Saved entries
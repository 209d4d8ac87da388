//! Session and lobby behavior on a paused tokio clock.

use arena_core::components::SideId;
use arena_core::error::GameError;
use arena_core::facade::{CommandSink, DeployCommand};
use arena_core::math::{Fixed, Vec2Fixed};
use arena_server::lobby::Lobby;
use arena_server::session::{spawn_session, SessionEvent, SessionHandle};
use arena_server::{ServerConfig, SessionError};
use arena_test_utils::fixtures::{standard_deck, test_catalog};
use tokio::sync::broadcast::error::{RecvError, TryRecvError};
use tokio::sync::broadcast::Receiver;

fn short_match(seconds: i32) -> ServerConfig {
    let mut config = ServerConfig::default();
    config.match_config.time_limit = Some(Fixed::from_num(seconds));
    config
}

/// Wait for the first snapshot satisfying `check`, skipping lag.
async fn snapshot_where(
    events: &mut Receiver<SessionEvent>,
    check: impl Fn(&arena_core::snapshot::MatchSnapshot) -> bool,
) -> bool {
    for _ in 0..100 {
        match events.recv().await {
            Ok(SessionEvent::Snapshot(snapshot)) if check(&snapshot) => return true,
            Ok(_) | Err(RecvError::Lagged(_)) => {}
            Err(RecvError::Closed) => return false,
        }
    }
    false
}

/// Drain events until the game-over event, counting how many arrive.
async fn run_to_game_over(events: &mut Receiver<SessionEvent>) -> usize {
    let mut game_overs = 0;
    loop {
        match events.recv().await {
            Ok(SessionEvent::GameOver(_)) => {
                game_overs += 1;
                break;
            }
            Ok(SessionEvent::Snapshot(_)) | Err(RecvError::Lagged(_)) => {}
            Err(RecvError::Closed) => break,
        }
    }
    game_overs
}

async fn two_player_session() -> SessionHandle {
    let handle = spawn_session(test_catalog(), &ServerConfig::default(), 0);
    assert_eq!(handle.join(standard_deck()).await.unwrap(), SideId::P1);
    assert_eq!(handle.join(standard_deck()).await.unwrap(), SideId::P2);
    handle
}

// =========================================================================
// Sessions
// =========================================================================

#[tokio::test(start_paused = true)]
async fn test_third_join_is_room_full() {
    let handle = two_player_session().await;

    let err = handle.join(standard_deck()).await.unwrap_err();
    assert!(matches!(err, SessionError::Game(GameError::RoomFull)));

    handle.stop().await;
}

#[tokio::test(start_paused = true)]
async fn test_deploy_shows_up_in_snapshots() {
    let handle = two_player_session().await;
    let mut events = handle.subscribe();

    let command = DeployCommand::new(SideId::P1, "knight", Vec2Fixed::from_ints(9, 8));
    handle.deploy(command).await.unwrap();

    let seen = snapshot_where(&mut events, |s| s.units_of(SideId::P1).count() == 1).await;
    assert!(seen);
    handle.stop().await;
}

#[tokio::test(start_paused = true)]
async fn test_handle_is_a_command_sink() {
    let handle = two_player_session().await;
    let mut events = handle.subscribe();

    let mut sink = handle.clone();
    CommandSink::deploy(
        &mut sink,
        &DeployCommand::new(SideId::P2, "archers", Vec2Fixed::from_ints(9, 24)),
    );

    let seen = snapshot_where(&mut events, |s| s.units_of(SideId::P2).count() == 2).await;
    assert!(seen);
    handle.stop().await;
}

#[tokio::test(start_paused = true)]
async fn test_snapshots_advance_with_measured_time() {
    let handle = two_player_session().await;
    let mut events = handle.subscribe();

    let seen = snapshot_where(&mut events, |s| s.elapsed >= Fixed::from_num(1)).await;
    assert!(seen);
    handle.stop().await;
}

#[tokio::test(start_paused = true)]
async fn test_bot_match_reports_game_over_once() {
    let handle = spawn_session(test_catalog(), &short_match(3), 2);
    let mut events = handle.subscribe();

    assert_eq!(run_to_game_over(&mut events).await, 1);

    handle.closed().await;
    assert!(handle.is_closed());
    assert!(matches!(
        events.try_recv(),
        Err(TryRecvError::Empty)
    ));
    assert!(matches!(
        handle.join(standard_deck()).await,
        Err(SessionError::Closed)
    ));
}

#[tokio::test(start_paused = true)]
async fn test_stop_is_idempotent() {
    let handle = two_player_session().await;

    handle.stop().await;
    handle.closed().await;
    handle.stop().await;

    assert!(handle.is_closed());
    let command = DeployCommand::new(SideId::P1, "knight", Vec2Fixed::from_ints(9, 8));
    assert!(matches!(
        handle.deploy(command).await,
        Err(SessionError::Closed)
    ));
}

// =========================================================================
// Lobby
// =========================================================================

#[tokio::test(start_paused = true)]
async fn test_lobby_caps_rooms() {
    let config = ServerConfig {
        max_rooms: 2,
        ..ServerConfig::default()
    };
    let mut lobby = Lobby::new(test_catalog(), config);

    let first = lobby.create_room(0).unwrap();
    let second = lobby.create_room(1).unwrap();
    assert_ne!(first, second);
    assert!(matches!(lobby.create_room(0), Err(GameError::RoomFull)));

    lobby.close(first).await;
    lobby.close(first).await;
    assert_eq!(lobby.room_count(), 1);
    assert!(lobby.create_room(0).is_ok());

    lobby.close_all().await;
    assert_eq!(lobby.room_count(), 0);
}

#[tokio::test(start_paused = true)]
async fn test_lobby_routes_to_rooms() {
    let mut lobby = Lobby::new(test_catalog(), ServerConfig::default());
    let room = lobby.create_room(1).unwrap();

    assert_eq!(lobby.join(room, standard_deck()).await.unwrap(), SideId::P2);
    assert!(matches!(
        lobby.join(room + 100, standard_deck()).await,
        Err(SessionError::UnknownRoom(id)) if id == room + 100
    ));
    assert!(matches!(
        lobby.subscribe(room + 100),
        Err(SessionError::UnknownRoom(_))
    ));

    let mut events = lobby.subscribe(room).unwrap();
    let command = DeployCommand::new(SideId::P2, "knight", Vec2Fixed::from_ints(9, 24));
    lobby.deploy(room, command).await.unwrap();
    let seen = snapshot_where(&mut events, |s| {
        s.units_of(SideId::P2).any(|u| u.card_id == "knight")
    })
    .await;
    assert!(seen);

    lobby.close_all().await;
}

#[tokio::test(start_paused = true)]
async fn test_finished_rooms_free_their_slot() {
    let config = ServerConfig {
        max_rooms: 1,
        ..short_match(2)
    };
    let mut lobby = Lobby::new(test_catalog(), config);
    let room = lobby.create_room(2).unwrap();
    let mut events = lobby.subscribe(room).unwrap();

    assert_eq!(run_to_game_over(&mut events).await, 1);
    lobby.room(room).unwrap().closed().await;

    assert!(lobby.create_room(0).is_ok());
    lobby.close_all().await;
}
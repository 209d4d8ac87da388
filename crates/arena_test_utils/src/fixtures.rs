//! Test fixtures and helpers.
//!
//! Pre-built catalogs, decks and matches for consistent testing.

use std::sync::Arc;

use arena_core::components::CardId;
use arena_core::config::MatchConfig;
use arena_core::data::CardCatalog;
use arena_core::simulation::Match;
use fixed::types::I32F32;

/// Create a fixed-point number from an integer.
#[must_use]
pub fn fixed(n: i32) -> I32F32 {
    I32F32::from_num(n)
}

/// Create a fixed-point number from a float (for tests only).
///
/// Note: In real simulation code, never use floats.
/// This is only for convenient test setup.
#[must_use]
pub fn fixed_f(n: f64) -> I32F32 {
    I32F32::from_num(n)
}

/// The builtin catalog, shared.
///
/// # Panics
///
/// Panics if the embedded catalog fails validation.
#[must_use]
pub fn test_catalog() -> Arc<CardCatalog> {
    Arc::new(CardCatalog::builtin().expect("builtin catalog is valid"))
}

/// Turn string literals into a deck.
#[must_use]
pub fn deck(ids: &[&str]) -> Vec<CardId> {
    ids.iter().map(|id| (*id).to_string()).collect()
}

/// A balanced eight-card deck.
///
/// Opening hand: knight, archers, fireball, giant. Next: goblins.
#[must_use]
pub fn standard_deck() -> Vec<CardId> {
    deck(&[
        "knight", "archers", "fireball", "giant", "goblins", "minions", "cannon", "zap",
    ])
}

/// Default config without deploy jitter, so positions are exact.
#[must_use]
pub fn exact_config() -> MatchConfig {
    MatchConfig {
        deploy_jitter: I32F32::ZERO,
        ..MatchConfig::default()
    }
}

/// A match with both sides seated with the given decks.
///
/// # Panics
///
/// Panics if the match refuses a join, which only happens when it is full.
#[must_use]
pub fn match_with_decks(config: MatchConfig, p1: Vec<CardId>, p2: Vec<CardId>) -> Match {
    let mut game = Match::new(test_catalog(), config);
    game.join(p1).expect("first seat is free");
    game.join(p2).expect("second seat is free");
    game
}

/// A match with both sides seated with [`standard_deck`].
#[must_use]
pub fn ready_match(config: MatchConfig) -> Match {
    match_with_decks(config, standard_deck(), standard_deck())
}
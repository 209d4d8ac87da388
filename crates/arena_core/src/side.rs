//! Per-side state: mana, base, deck rotation and owned units.

use rand::Rng;
use rand_pcg::Pcg32;

use crate::components::{CardId, SideId, UnitId, UnitInstance};
use crate::data::CardCatalog;
use crate::math::Fixed;

/// One player's (or bot's) half of a match.
#[derive(Debug, Clone, PartialEq, Eq, Hash)]
pub struct Side {
    /// Which side this is.
    pub id: SideId,
    /// Whether a player has taken this seat.
    pub joined: bool,
    /// Current mana, always within `[0, max_mana]`.
    pub mana: Fixed,
    /// Remaining hit points of this side's base.
    pub base_hp: u32,
    /// Ordered deck as submitted on join.
    pub deck: Vec<CardId>,
    /// Cards that can be played right now.
    pub hand: Vec<CardId>,
    /// Card that replaces the next played hand slot.
    pub next_card: Option<CardId>,
    /// Units and buildings this side owns, in creation order.
    pub units: Vec<UnitInstance>,
}

impl Side {
    /// Create an empty seat.
    #[must_use]
    pub fn new(id: SideId, base_hp: u32, starting_mana: Fixed) -> Self {
        Self {
            id,
            joined: false,
            mana: starting_mana,
            base_hp,
            deck: Vec::new(),
            hand: Vec::new(),
            next_card: None,
            units: Vec::new(),
        }
    }

    /// Take the seat with `deck`.
    ///
    /// The hand is the leading `hand_size` entries and the next card is the
    /// entry after that. Short decks produce a partial hand and no next card.
    pub fn seat(&mut self, deck: Vec<CardId>, hand_size: usize) {
        self.hand = deck.iter().take(hand_size).cloned().collect();
        self.next_card = deck.get(hand_size).cloned();
        self.deck = deck;
        self.joined = true;
    }

    /// Hand slot holding `card_id`, if any.
    #[must_use]
    pub fn hand_slot(&self, card_id: &str) -> Option<usize> {
        self.hand.iter().position(|c| c == card_id)
    }

    /// Number of live instances of `card_id` owned by this side.
    #[must_use]
    pub fn live_instances(&self, card_id: &str) -> u32 {
        self.units
            .iter()
            .filter(|u| u.card_id == card_id && u.is_alive())
            .count() as u32
    }

    /// Add mana, clamped to `max_mana`.
    pub fn credit_mana(&mut self, amount: Fixed, max_mana: Fixed) {
        self.mana = self.mana.saturating_add(amount).clamp(Fixed::ZERO, max_mana);
    }

    /// Spend mana if there is enough.
    pub fn try_spend(&mut self, cost: u32) -> bool {
        let cost = Fixed::saturating_from_num(cost);
        if self.mana < cost {
            return false;
        }
        self.mana -= cost;
        true
    }

    /// Apply damage to the base, saturating at zero.
    pub fn damage_base(&mut self, amount: u32) {
        self.base_hp = self.base_hp.saturating_sub(amount);
    }

    /// Whether the base has fallen.
    #[must_use]
    pub const fn base_destroyed(&self) -> bool {
        self.base_hp == 0
    }

    /// Look up an owned unit.
    #[must_use]
    pub fn unit(&self, id: UnitId) -> Option<&UnitInstance> {
        self.units.iter().find(|u| u.id == id)
    }

    /// Look up an owned unit mutably.
    pub fn unit_mut(&mut self, id: UnitId) -> Option<&mut UnitInstance> {
        self.units.iter_mut().find(|u| u.id == id)
    }

    /// Remove every unit with no hp left, returning their ids.
    pub fn remove_dead(&mut self) -> Vec<UnitId> {
        let dead: Vec<UnitId> = self
            .units
            .iter()
            .filter(|u| !u.is_alive())
            .map(|u| u.id)
            .collect();
        if !dead.is_empty() {
            self.units.retain(UnitInstance::is_alive);
        }
        dead
    }

    /// Replace a played hand slot and draw a new next card.
    ///
    /// The slot takes the current next card (or a fresh draw if there is
    /// none). The new next card is drawn uniformly from the whole deck,
    /// skipping cards whose per-side instance cap is reached; if that leaves
    /// nothing, the whole deck is used.
    pub fn cycle_hand(&mut self, slot: usize, catalog: &CardCatalog, rng: &mut Pcg32) {
        if slot >= self.hand.len() {
            return;
        }
        let replacement = match self.next_card.take() {
            Some(card) => Some(card),
            None => self.draw(catalog, rng),
        };
        match replacement {
            Some(card) => self.hand[slot] = card,
            None => {
                self.hand.remove(slot);
            }
        }
        self.next_card = self.draw(catalog, rng);
    }

    fn draw(&self, catalog: &CardCatalog, rng: &mut Pcg32) -> Option<CardId> {
        if self.deck.is_empty() {
            return None;
        }
        let eligible: Vec<&CardId> = self
            .deck
            .iter()
            .filter(|id| !self.at_cap(id, catalog))
            .collect();
        let pool: Vec<&CardId> = if eligible.is_empty() {
            self.deck.iter().collect()
        } else {
            eligible
        };
        let pick = rng.random_range(0..pool.len());
        Some(pool[pick].clone())
    }

    fn at_cap(&self, card_id: &str, catalog: &CardCatalog) -> bool {
        catalog
            .get(card_id)
            .and_then(|card| card.max_instances)
            .is_some_and(|cap| self.live_instances(card_id) >= cap)
    }
}
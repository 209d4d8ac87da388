//! Mana Arena - Development Tools

use std::path::PathBuf;
use std::sync::Arc;

use arena_core::agent::Difficulty;
use arena_core::data::CardCatalog;
use arena_tools::headless::{run_headless, HeadlessConfig};
use clap::{Parser, Subcommand};
use tracing_subscriber::{layer::SubscriberExt, util::SubscriberInitExt};

#[derive(Parser)]
#[command(name = "arena-tools")]
#[command(about = "Development tools for Mana Arena")]
struct Cli {
    #[command(subcommand)]
    command: Commands,
}

#[derive(Subcommand)]
enum Commands {
    /// Validate a card catalog
    Validate {
        /// Path to the catalog file
        #[arg(default_value = "crates/arena_core/assets/cards.ron")]
        path: PathBuf,
    },
    /// Run a headless bot-vs-bot match and print a JSON summary
    Simulate {
        /// Match and agent seed
        #[arg(long, default_value_t = 0)]
        seed: u64,
        /// P1 bot difficulty (easy, medium, hard)
        #[arg(long, default_value = "medium")]
        p1: Difficulty,
        /// P2 bot difficulty (easy, medium, hard)
        #[arg(long, default_value = "medium")]
        p2: Difficulty,
        /// Fixed timestep in milliseconds
        #[arg(long, default_value_t = 50)]
        dt_ms: u32,
        /// Time limit in simulated seconds
        #[arg(long, default_value_t = 600)]
        max_seconds: u32,
        /// Catalog file; the built-in catalog when omitted
        #[arg(long)]
        catalog: Option<PathBuf>,
    },
}

fn main() {
    // Initialize tracing
    tracing_subscriber::registry()
        .with(tracing_subscriber::fmt::layer().with_writer(std::io::stderr))
        .with(tracing_subscriber::EnvFilter::from_default_env())
        .init();

    let cli = Cli::parse();

    match cli.command {
        Commands::Validate { path } => {
            tracing::info!("Validating catalog: {}", path.display());
            match arena_tools::validate::validate_catalog_file(&path) {
                Ok(count) => tracing::info!("Validation passed ({count} cards)"),
                Err(e) => {
                    tracing::error!("Validation failed: {e}");
                    std::process::exit(1);
                }
            }
        }
        Commands::Simulate {
            seed,
            p1,
            p2,
            dt_ms,
            max_seconds,
            catalog,
        } => {
            let config = HeadlessConfig {
                seed,
                p1,
                p2,
                dt_ms,
                max_seconds,
                ..HeadlessConfig::default()
            };
            if let Err(e) = simulate(catalog, &config) {
                tracing::error!("Simulation failed: {e}");
                std::process::exit(1);
            }
        }
    }
}

fn simulate(catalog: Option<PathBuf>, config: &HeadlessConfig) -> arena_tools::Result<()> {
    let catalog = match catalog {
        Some(path) => {
            let text = std::fs::read_to_string(&path).map_err(|source| {
                arena_tools::ToolError::Io {
                    path: path.display().to_string(),
                    source,
                }
            })?;
            CardCatalog::from_ron_str(&text, &path.display().to_string())?
        }
        None => CardCatalog::builtin()?,
    };

    let summary = run_headless(Arc::new(catalog), config)?;
    println!("{}", serde_json::to_string_pretty(&summary)?);
    Ok(())
}
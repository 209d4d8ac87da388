//! # Arena Development Tools
//!
//! Command-line tools for development:
//! - Card catalog validation
//! - Headless bot-vs-bot matches for balance checks

#![forbid(unsafe_code)]
#![warn(missing_docs)]
#![warn(clippy::all, clippy::pedantic)]

pub mod headless;
pub mod validate;

use arena_core::error::GameError;
use thiserror::Error;

/// Errors reported by the tools.
#[derive(Debug, Error)]
pub enum ToolError {
    /// A file could not be read.
    #[error("Failed to read {path}: {source}")]
    Io {
        /// File that failed.
        path: String,
        /// Underlying error.
        #[source]
        source: std::io::Error,
    },

    /// The engine rejected the input.
    #[error(transparent)]
    Game(#[from] GameError),

    /// Match parameters are unusable.
    #[error("Invalid arguments: {0}")]
    InvalidArguments(String),

    /// The summary could not be written.
    #[error("Failed to encode summary: {0}")]
    Encode(#[from] serde_json::Error),
}

/// Result type for tool operations.
pub type Result<T> = std::result::Result<T, ToolError>;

* _Directions for this task_: Go through the records above. Copy each line in which the string "Receiver" appears.

* _Response area_:
use tokio::sync::broadcast::Receiver;
    events: &mut Receiver<SessionEvent>,
async fn run_to_game_over(events: &mut Receiver<SessionEvent>) -> usize {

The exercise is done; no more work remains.